*** Opening Data for processing ***
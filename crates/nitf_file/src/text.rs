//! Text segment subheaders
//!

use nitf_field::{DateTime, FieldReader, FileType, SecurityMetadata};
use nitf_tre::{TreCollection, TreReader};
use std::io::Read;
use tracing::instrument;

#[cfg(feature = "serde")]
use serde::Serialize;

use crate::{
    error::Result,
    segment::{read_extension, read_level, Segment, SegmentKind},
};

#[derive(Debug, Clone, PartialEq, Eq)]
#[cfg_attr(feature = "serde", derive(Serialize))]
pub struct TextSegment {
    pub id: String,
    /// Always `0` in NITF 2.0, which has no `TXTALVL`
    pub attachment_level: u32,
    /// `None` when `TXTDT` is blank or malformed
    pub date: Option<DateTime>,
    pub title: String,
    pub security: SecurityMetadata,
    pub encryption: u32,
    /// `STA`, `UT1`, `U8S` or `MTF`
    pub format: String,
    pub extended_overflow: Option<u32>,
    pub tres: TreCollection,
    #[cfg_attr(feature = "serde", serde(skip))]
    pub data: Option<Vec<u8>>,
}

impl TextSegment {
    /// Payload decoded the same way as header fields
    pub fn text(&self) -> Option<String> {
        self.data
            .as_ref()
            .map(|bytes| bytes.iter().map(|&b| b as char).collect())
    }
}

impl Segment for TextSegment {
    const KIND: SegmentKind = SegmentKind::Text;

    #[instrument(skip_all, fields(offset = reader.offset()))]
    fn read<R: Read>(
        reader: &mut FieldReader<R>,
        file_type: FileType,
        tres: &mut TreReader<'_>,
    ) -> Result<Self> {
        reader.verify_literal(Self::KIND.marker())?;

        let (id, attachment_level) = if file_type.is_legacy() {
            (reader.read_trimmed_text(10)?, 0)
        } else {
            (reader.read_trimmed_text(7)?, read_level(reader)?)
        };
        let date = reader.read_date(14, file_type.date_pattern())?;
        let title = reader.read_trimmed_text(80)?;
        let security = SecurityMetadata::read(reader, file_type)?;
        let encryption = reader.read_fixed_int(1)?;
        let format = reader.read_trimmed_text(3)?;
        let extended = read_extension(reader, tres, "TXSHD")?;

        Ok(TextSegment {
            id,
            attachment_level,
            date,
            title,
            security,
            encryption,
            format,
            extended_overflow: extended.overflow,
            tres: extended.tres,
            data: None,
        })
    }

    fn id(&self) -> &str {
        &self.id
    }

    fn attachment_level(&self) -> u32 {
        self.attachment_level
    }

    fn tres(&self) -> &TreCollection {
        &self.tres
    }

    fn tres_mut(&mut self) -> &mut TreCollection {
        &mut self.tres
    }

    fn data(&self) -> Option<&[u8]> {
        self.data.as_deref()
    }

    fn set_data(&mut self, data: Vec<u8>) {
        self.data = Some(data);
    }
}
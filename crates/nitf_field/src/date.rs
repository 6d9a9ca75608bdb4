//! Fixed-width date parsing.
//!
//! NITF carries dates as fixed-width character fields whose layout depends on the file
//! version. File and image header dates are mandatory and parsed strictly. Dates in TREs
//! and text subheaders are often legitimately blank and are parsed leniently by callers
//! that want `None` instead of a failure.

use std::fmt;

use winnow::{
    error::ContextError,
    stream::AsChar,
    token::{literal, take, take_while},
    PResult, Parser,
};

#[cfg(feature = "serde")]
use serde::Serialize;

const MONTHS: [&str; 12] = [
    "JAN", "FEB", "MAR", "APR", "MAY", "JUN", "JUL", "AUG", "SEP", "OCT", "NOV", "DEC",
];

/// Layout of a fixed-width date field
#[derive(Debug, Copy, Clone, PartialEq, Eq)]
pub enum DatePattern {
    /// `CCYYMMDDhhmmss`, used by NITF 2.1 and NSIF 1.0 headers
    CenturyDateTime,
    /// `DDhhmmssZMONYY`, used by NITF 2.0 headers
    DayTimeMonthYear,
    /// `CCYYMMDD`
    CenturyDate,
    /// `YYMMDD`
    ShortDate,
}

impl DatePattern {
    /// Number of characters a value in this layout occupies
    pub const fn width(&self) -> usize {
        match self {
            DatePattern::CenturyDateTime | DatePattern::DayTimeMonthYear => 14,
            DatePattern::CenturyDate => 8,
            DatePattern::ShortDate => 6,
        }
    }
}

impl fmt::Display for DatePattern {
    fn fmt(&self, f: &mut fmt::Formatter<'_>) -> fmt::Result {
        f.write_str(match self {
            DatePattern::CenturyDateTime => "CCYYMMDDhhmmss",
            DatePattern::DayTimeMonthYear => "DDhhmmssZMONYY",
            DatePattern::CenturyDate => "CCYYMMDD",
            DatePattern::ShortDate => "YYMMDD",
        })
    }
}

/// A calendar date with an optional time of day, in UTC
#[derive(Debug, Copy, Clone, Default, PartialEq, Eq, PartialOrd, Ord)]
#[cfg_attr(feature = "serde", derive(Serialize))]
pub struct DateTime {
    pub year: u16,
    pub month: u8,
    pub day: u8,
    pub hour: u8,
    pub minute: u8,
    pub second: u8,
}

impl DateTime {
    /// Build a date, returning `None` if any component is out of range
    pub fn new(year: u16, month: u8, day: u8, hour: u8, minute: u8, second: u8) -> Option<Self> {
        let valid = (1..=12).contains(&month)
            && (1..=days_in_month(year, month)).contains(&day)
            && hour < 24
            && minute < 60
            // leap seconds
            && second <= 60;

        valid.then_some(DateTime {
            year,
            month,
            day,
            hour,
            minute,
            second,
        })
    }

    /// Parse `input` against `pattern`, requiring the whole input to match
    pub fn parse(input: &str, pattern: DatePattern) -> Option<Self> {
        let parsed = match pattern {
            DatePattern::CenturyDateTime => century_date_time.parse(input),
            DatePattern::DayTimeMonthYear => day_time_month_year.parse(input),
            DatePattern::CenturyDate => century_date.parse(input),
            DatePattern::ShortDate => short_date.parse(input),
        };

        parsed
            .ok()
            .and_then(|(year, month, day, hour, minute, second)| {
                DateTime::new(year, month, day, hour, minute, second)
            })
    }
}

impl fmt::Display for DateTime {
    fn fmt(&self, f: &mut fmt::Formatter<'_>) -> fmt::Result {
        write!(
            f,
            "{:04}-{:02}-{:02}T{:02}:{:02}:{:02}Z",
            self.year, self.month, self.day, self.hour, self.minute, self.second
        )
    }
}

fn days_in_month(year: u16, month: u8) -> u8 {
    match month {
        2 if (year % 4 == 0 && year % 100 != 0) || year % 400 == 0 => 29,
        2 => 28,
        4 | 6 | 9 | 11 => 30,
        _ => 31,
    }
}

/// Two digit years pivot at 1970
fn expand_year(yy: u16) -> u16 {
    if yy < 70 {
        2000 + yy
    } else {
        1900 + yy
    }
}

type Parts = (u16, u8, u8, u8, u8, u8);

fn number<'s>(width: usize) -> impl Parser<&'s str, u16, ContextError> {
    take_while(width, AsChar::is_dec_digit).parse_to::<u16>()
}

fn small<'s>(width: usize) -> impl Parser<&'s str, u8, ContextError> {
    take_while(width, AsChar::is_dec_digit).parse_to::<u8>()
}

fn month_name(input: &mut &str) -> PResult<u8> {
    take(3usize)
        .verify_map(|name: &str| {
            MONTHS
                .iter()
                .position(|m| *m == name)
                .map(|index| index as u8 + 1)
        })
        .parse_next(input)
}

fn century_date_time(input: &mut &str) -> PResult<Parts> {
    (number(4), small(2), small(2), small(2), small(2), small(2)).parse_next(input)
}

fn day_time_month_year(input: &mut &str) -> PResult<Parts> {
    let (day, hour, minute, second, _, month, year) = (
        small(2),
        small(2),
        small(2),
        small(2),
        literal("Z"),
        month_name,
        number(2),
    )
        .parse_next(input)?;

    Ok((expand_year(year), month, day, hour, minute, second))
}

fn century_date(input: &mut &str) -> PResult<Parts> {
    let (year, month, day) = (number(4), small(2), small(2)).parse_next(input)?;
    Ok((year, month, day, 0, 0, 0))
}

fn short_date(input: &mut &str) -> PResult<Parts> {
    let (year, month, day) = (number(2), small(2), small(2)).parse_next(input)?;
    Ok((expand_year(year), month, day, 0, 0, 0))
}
*** Closing Data for processing ***
Exercise prompt
Take the line that contains "fn number<'s>(width: usize)" and every line after it to the end of the entries above, and reproduce them exactly.

Exercise solution
fn number<'s>(width: usize) -> impl Parser<&'s str, u16, ContextError> {
    take_while(width, AsChar::is_dec_digit).parse_to::<u16>()
}

fn small<'s>(width: usize) -> impl Parser<&'s str, u8, ContextError> {
    take_while(width, AsChar::is_dec_digit).parse_to::<u8>()
}

fn month_name(input: &mut &str) -> PResult<u8> {
    take(3usize)
        .verify_map(|name: &str| {
            MONTHS
                .iter()
                .position(|m| *m == name)
                .map(|index| index as u8 + 1)
        })
        .parse_next(input)
}

fn century_date_time(input: &mut &str) -> PResult<Parts> {
    (number(4), small(2), small(2), small(2), small(2), small(2)).parse_next(input)
}

fn day_time_month_year(input: &mut &str) -> PResult<Parts> {
    let (day, hour, minute, second, _, month, year) = (
        small(2),
        small(2),
        small(2),
        small(2),
        literal("Z"),
        month_name,
        number(2),
    )
        .parse_next(input)?;

    Ok((expand_year(year), month, day, hour, minute, second))
}

fn century_date(input: &mut &str) -> PResult<Parts> {
    let (year, month, day) = (number(4), small(2), small(2)).parse_next(input)?;
    Ok((year, month, day, 0, 0, 0))
}

fn short_date(input: &mut &str) -> PResult<Parts> {
    let (year, month, day) = (number(2), small(2), small(2)).parse_next(input)?;
    Ok((expand_year(year), month, day, 0, 0, 0))
}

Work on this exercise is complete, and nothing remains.